[Opening The data section]

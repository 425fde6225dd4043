// SPDX-License-Identifier: PMPL-1.0-or-later
// Copyright (c) 2026 Jonathan D.A. Jewell (hyperpolymath) <jonathan.jewell@open.ac.uk>
//
// Export composer — stamps link annotations onto the pages of an existing PDF
// using `lopdf`.
//
// For every (page, annotation) pair two text runs are written at fixed
// coordinates: the caption in the caption colour and the link text in the link
// colour, optionally underlined and covered by a clickable /Link annotation.
//
// With `ExportScope::EveryPage` (the default) every annotation lands on every
// page, whatever page it was attached to. That coupling is the established
// export behaviour and is kept; `ExportScope::AttachedPage` is the opt-in
// alternative.

use linkstamp_core::config::{ExportScope, OverlayStyle};
use linkstamp_core::error::{LinkstampError, Result};
use linkstamp_core::types::Annotation;
use lopdf::content::{Content, Operation};
use lopdf::{Dictionary, Document, Object, ObjectId, Stream, dictionary};
use tracing::{debug, info, instrument, warn};

use super::objects::{dict_of, dict_of_mut, page_content_entries, page_resources, push_annotation};
use super::winansi;

/// Prefix for the font resource name registered on each page.
const FONT_RESOURCE_PREFIX: &str = "LsHelv";

/// Stroke width of the rule drawn under link text, in points.
const UNDERLINE_WIDTH: f32 = 0.75;

/// Distance between the text baseline and the underline, in points.
const UNDERLINE_DROP: f32 = 1.5;

/// What a composition wrote, for logging and tests.
#[derive(Debug, Clone, Copy, Default, PartialEq, Eq)]
pub struct ExportSummary {
    /// Pages in the exported document.
    pub pages: usize,
    /// Pages that received at least one annotation.
    pub stamped_pages: usize,
    /// Text runs written across all pages (two per page/annotation pair).
    pub text_runs: usize,
    /// /Link annotations attached across all pages.
    pub links: usize,
    /// Characters written as `?` because Helvetica cannot encode them.
    pub replaced_chars: usize,
}

/// Produces annotated copies of PDF documents.
///
/// The composer never mutates its input: each call parses the source bytes
/// into a fresh document model and serialises a new byte vector.
#[derive(Debug, Clone, Default)]
pub struct ExportComposer {
    style: OverlayStyle,
    scope: ExportScope,
}

impl ExportComposer {
    pub fn new(style: OverlayStyle, scope: ExportScope) -> Self {
        Self { style, scope }
    }

    /// Compose an annotated copy of `source` and return its bytes.
    ///
    /// Fails with [`LinkstampError::DocumentParse`] when `source` is not a PDF
    /// and [`LinkstampError::DocumentSerialize`] when the result cannot be
    /// written. Nothing is returned on failure.
    pub fn compose(&self, source: &[u8], annotations: &[Annotation]) -> Result<Vec<u8>> {
        self.compose_with_summary(source, annotations)
            .map(|(bytes, _)| bytes)
    }

    /// Like [`ExportComposer::compose`], also reporting what was written.
    #[instrument(skip_all, fields(source_bytes = source.len(), annotations = annotations.len(), scope = ?self.scope))]
    pub fn compose_with_summary(
        &self,
        source: &[u8],
        annotations: &[Annotation],
    ) -> Result<(Vec<u8>, ExportSummary)> {
        let mut document = Document::load_mem(source).map_err(|err| {
            LinkstampError::DocumentParse(format!("failed to load source PDF: {}", err))
        })?;

        // lopdf pages are keyed by 1-indexed page number, in document order.
        let pages = document.get_pages();
        let mut summary = ExportSummary {
            pages: pages.len(),
            ..ExportSummary::default()
        };

        let mut shared_font: Option<ObjectId> = None;

        for (&page_number, &page_id) in &pages {
            let stamped: Vec<&Annotation> = annotations
                .iter()
                .filter(|annotation| self.writes_onto(annotation, page_number))
                .collect();
            if stamped.is_empty() {
                continue;
            }

            let font_id = *shared_font.get_or_insert_with(|| document.add_object(helvetica_font()));
            let font_name = register_font(&mut document, page_id, font_id)?;

            let mut overlay = Vec::with_capacity(stamped.len() * 16);
            overlay.push(Operation::new("q", vec![]));
            for annotation in &stamped {
                let placed = self.place(annotation);
                summary.replaced_chars += placed.replaced;
                self.push_runs(&mut overlay, &font_name, &placed);
                summary.text_runs += 2;

                if self.style.clickable_links {
                    let link_id = document.add_object(link_annotation(&placed));
                    push_annotation(&mut document, page_id, link_id)?;
                    summary.links += 1;
                }
            }
            overlay.push(Operation::new("Q", vec![]));

            let encoded = Content {
                operations: overlay,
            }
            .encode()
            .map_err(|err| {
                LinkstampError::DocumentSerialize(format!(
                    "failed to encode overlay for page {}: {}",
                    page_number, err
                ))
            })?;
            append_isolated(&mut document, page_id, encoded)?;

            summary.stamped_pages += 1;
            debug!(page_number, annotations = stamped.len(), "page stamped");
        }

        if summary.replaced_chars > 0 {
            warn!(
                replaced = summary.replaced_chars,
                "characters outside WinAnsi were written as '?'"
            );
        }

        let mut output = Vec::new();
        document.save_to(&mut output).map_err(|err| {
            LinkstampError::DocumentSerialize(format!("failed to serialise annotated PDF: {}", err))
        })?;

        info!(
            pages = summary.pages,
            stamped_pages = summary.stamped_pages,
            text_runs = summary.text_runs,
            links = summary.links,
            output_bytes = output.len(),
            "export composed"
        );

        Ok((output, summary))
    }

    fn writes_onto(&self, annotation: &Annotation, page_number: u32) -> bool {
        match self.scope {
            ExportScope::EveryPage => true,
            ExportScope::AttachedPage => annotation.page_number() == page_number,
        }
    }

    /// Resolve where the caption and link of `annotation` go.
    fn place(&self, annotation: &Annotation) -> PlacedAnnotation {
        let caption = winansi::encode(&self.style.caption);
        let link = winansi::encode(annotation.link());
        let link_x = self.style.x + self.style.link_offset;
        let link_width = winansi::estimated_width(link.bytes.len(), self.style.font_size);

        PlacedAnnotation {
            replaced: caption.replaced + link.replaced,
            caption: caption.bytes,
            link: link.bytes,
            uri: annotation.link().to_owned(),
            link_rect: [
                link_x,
                self.style.y - UNDERLINE_DROP * 2.0,
                link_x + link_width,
                self.style.y + self.style.font_size,
            ],
        }
    }

    fn push_runs(&self, ops: &mut Vec<Operation>, font_name: &[u8], placed: &PlacedAnnotation) {
        let style = &self.style;
        let size = style.font_size;
        let link_x = style.x + style.link_offset;

        push_text_run(ops, font_name, size, style.caption_color, style.x, style.y, &placed.caption);
        push_text_run(ops, font_name, size, style.link_color, link_x, style.y, &placed.link);

        if style.underline && !placed.link.is_empty() {
            let [r, g, b] = style.link_color;
            let rule_y = style.y - UNDERLINE_DROP;
            ops.push(Operation::new("RG", vec![r.into(), g.into(), b.into()]));
            ops.push(Operation::new("w", vec![UNDERLINE_WIDTH.into()]));
            ops.push(Operation::new("m", vec![link_x.into(), rule_y.into()]));
            ops.push(Operation::new("l", vec![placed.link_rect[2].into(), rule_y.into()]));
            ops.push(Operation::new("S", vec![]));
        }
    }
}

/// Caption and link of one annotation, encoded and positioned.
struct PlacedAnnotation {
    caption: Vec<u8>,
    link: Vec<u8>,
    uri: String,
    /// Clickable area of the link run: [llx, lly, urx, ury].
    link_rect: [f32; 4],
    replaced: usize,
}

fn push_text_run(
    ops: &mut Vec<Operation>,
    font_name: &[u8],
    size: f32,
    [r, g, b]: [f32; 3],
    x: f32,
    y: f32,
    text: &[u8],
) {
    ops.push(Operation::new("BT", vec![]));
    ops.push(Operation::new(
        "Tf",
        vec![Object::Name(font_name.to_vec()), size.into()],
    ));
    ops.push(Operation::new("rg", vec![r.into(), g.into(), b.into()]));
    ops.push(Operation::new("Td", vec![x.into(), y.into()]));
    ops.push(Operation::new("Tj", vec![Object::string_literal(text.to_vec())]));
    ops.push(Operation::new("ET", vec![]));
}

/// Standard 14 Helvetica, no embedding required.
fn helvetica_font() -> Dictionary {
    dictionary! {
        "Type" => "Font",
        "Subtype" => "Type1",
        "BaseFont" => "Helvetica",
        "Encoding" => "WinAnsiEncoding",
    }
}

fn link_annotation(placed: &PlacedAnnotation) -> Dictionary {
    let [llx, lly, urx, ury] = placed.link_rect;
    dictionary! {
        "Type" => "Annot",
        "Subtype" => "Link",
        "Rect" => vec![llx.into(), lly.into(), urx.into(), ury.into()],
        "Border" => vec![0.into(), 0.into(), 0.into()],
        "A" => dictionary! {
            "Type" => "Action",
            "S" => "URI",
            "URI" => Object::string_literal(placed.uri.as_bytes().to_vec()),
        },
    }
}

/// Register `font_id` in the page's font resources and return the name it is
/// reachable under from the page's content.
///
/// An existing entry pointing at `font_id` is reused; a name already taken by
/// another font is never overwritten.
fn register_font(document: &mut Document, page_id: ObjectId, font_id: ObjectId) -> Result<Vec<u8>> {
    let (resources_id, mut resources) = page_resources(document, page_id)?;

    let (fonts_id, mut fonts) = match resources.get(b"Font") {
        Ok(Object::Reference(id)) => (Some(*id), dict_of(document, *id)?.clone()),
        Ok(Object::Dictionary(dict)) => (None, dict.clone()),
        _ => (None, Dictionary::new()),
    };

    let name = free_font_name(&fonts, font_id);
    fonts.set(name.clone(), Object::Reference(font_id));

    match fonts_id {
        Some(id) => {
            document.objects.insert(id, Object::Dictionary(fonts));
        }
        None => resources.set("Font", Object::Dictionary(fonts)),
    }
    match resources_id {
        Some(id) => {
            document.objects.insert(id, Object::Dictionary(resources));
        }
        None => dict_of_mut(document, page_id)?.set("Resources", Object::Dictionary(resources)),
    }

    Ok(name)
}

fn free_font_name(fonts: &Dictionary, font_id: ObjectId) -> Vec<u8> {
    let mut suffix = 0u32;
    loop {
        let candidate = if suffix == 0 {
            FONT_RESOURCE_PREFIX.as_bytes().to_vec()
        } else {
            format!("{}{}", FONT_RESOURCE_PREFIX, suffix).into_bytes()
        };
        match fonts.get(&candidate) {
            Err(_) => return candidate,
            Ok(Object::Reference(id)) if *id == font_id => return candidate,
            Ok(_) => suffix += 1,
        }
    }
}

/// Append `overlay` to the page's content, wrapping the existing content in a
/// `q`/`Q` pair so graphics state it leaves behind does not move the overlay.
fn append_isolated(document: &mut Document, page_id: ObjectId, overlay: Vec<u8>) -> Result<()> {
    let existing = page_content_entries(document, page_id)?;
    let mut contents = Vec::with_capacity(existing.len() + 3);

    if !existing.is_empty() {
        let save_id = document.add_object(Stream::new(Dictionary::new(), b"q\n".to_vec()));
        let restore_id = document.add_object(Stream::new(Dictionary::new(), b"\nQ\n".to_vec()));
        contents.push(Object::Reference(save_id));
        contents.extend(existing);
        contents.push(Object::Reference(restore_id));
    }

    let overlay_id = document.add_object(Stream::new(Dictionary::new(), overlay));
    contents.push(Object::Reference(overlay_id));

    dict_of_mut(document, page_id)?.set("Contents", Object::Array(contents));
    Ok(())
}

[Closing The data section]

_Task statement_
Which lines above include the word "across"? Pick them out and copy them.

_Solution to this task_
    /// Text runs written across all pages (two per page/annotation pair).
    /// /Link annotations attached across all pages.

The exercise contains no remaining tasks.